→ PROBLEM STATEMENT
Copy out each line of the data that holds the string "ConnectionError".

------

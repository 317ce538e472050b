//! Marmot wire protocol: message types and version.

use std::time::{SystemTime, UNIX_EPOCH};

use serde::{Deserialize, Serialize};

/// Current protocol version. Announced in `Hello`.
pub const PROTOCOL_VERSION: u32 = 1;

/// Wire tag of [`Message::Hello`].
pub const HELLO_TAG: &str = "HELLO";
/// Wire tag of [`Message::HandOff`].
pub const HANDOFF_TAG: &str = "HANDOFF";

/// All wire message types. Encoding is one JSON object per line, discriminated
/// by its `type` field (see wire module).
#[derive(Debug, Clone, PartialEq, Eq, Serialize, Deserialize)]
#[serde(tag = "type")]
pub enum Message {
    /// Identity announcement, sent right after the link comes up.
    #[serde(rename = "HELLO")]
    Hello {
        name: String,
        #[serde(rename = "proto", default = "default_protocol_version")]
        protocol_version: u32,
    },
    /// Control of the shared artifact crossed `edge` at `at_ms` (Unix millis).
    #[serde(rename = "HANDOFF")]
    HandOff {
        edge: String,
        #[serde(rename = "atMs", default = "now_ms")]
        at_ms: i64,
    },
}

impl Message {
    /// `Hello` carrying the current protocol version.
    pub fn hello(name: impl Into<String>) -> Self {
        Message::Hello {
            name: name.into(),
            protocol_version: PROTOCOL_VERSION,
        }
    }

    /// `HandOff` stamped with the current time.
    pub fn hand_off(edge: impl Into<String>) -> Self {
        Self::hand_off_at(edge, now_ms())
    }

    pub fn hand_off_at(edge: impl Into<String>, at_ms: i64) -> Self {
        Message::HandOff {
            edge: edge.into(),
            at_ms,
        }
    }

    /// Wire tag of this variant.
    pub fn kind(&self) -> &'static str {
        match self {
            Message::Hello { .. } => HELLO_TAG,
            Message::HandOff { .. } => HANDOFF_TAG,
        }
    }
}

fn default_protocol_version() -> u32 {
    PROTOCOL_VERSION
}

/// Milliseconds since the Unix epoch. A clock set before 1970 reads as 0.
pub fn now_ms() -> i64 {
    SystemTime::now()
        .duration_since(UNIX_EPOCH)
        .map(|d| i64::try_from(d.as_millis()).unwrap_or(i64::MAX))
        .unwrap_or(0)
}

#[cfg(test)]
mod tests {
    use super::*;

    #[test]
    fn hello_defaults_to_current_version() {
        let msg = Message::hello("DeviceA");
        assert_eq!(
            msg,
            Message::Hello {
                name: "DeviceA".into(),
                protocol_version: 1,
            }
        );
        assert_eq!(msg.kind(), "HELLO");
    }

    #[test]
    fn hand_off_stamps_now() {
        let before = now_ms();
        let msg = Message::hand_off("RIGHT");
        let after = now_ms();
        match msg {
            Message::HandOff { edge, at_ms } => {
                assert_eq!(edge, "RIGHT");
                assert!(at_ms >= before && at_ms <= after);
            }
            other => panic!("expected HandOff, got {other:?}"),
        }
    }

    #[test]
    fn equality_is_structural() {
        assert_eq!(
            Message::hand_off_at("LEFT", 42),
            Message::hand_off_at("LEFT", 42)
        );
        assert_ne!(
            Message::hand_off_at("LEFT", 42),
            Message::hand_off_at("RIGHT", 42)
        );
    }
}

------

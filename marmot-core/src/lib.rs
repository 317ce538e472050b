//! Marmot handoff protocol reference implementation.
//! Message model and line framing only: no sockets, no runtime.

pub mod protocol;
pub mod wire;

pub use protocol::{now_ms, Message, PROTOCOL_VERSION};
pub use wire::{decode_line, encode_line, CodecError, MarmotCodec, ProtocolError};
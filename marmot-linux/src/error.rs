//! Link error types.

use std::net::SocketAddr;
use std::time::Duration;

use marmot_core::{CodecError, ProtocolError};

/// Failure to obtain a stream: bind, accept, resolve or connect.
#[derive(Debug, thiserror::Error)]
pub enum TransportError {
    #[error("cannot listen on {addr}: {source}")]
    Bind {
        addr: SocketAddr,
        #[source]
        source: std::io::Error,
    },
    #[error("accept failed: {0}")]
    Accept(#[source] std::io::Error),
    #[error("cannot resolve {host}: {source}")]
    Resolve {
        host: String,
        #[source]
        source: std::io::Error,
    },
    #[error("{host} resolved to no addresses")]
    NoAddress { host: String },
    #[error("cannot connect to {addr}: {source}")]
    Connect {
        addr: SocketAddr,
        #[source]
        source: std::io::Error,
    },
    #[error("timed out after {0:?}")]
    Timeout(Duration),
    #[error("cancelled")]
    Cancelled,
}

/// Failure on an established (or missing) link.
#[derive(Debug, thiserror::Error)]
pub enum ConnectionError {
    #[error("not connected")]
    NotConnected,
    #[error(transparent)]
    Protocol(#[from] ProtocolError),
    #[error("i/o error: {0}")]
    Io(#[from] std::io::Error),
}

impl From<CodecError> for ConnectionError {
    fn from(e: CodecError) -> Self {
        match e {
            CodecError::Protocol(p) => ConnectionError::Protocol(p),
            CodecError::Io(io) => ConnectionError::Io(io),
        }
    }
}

------

→ EXERCISE SOLUTION
pub enum ConnectionError {
impl From<CodecError> for ConnectionError {
            CodecError::Protocol(p) => ConnectionError::Protocol(p),
            CodecError::Io(io) => ConnectionError::Io(io),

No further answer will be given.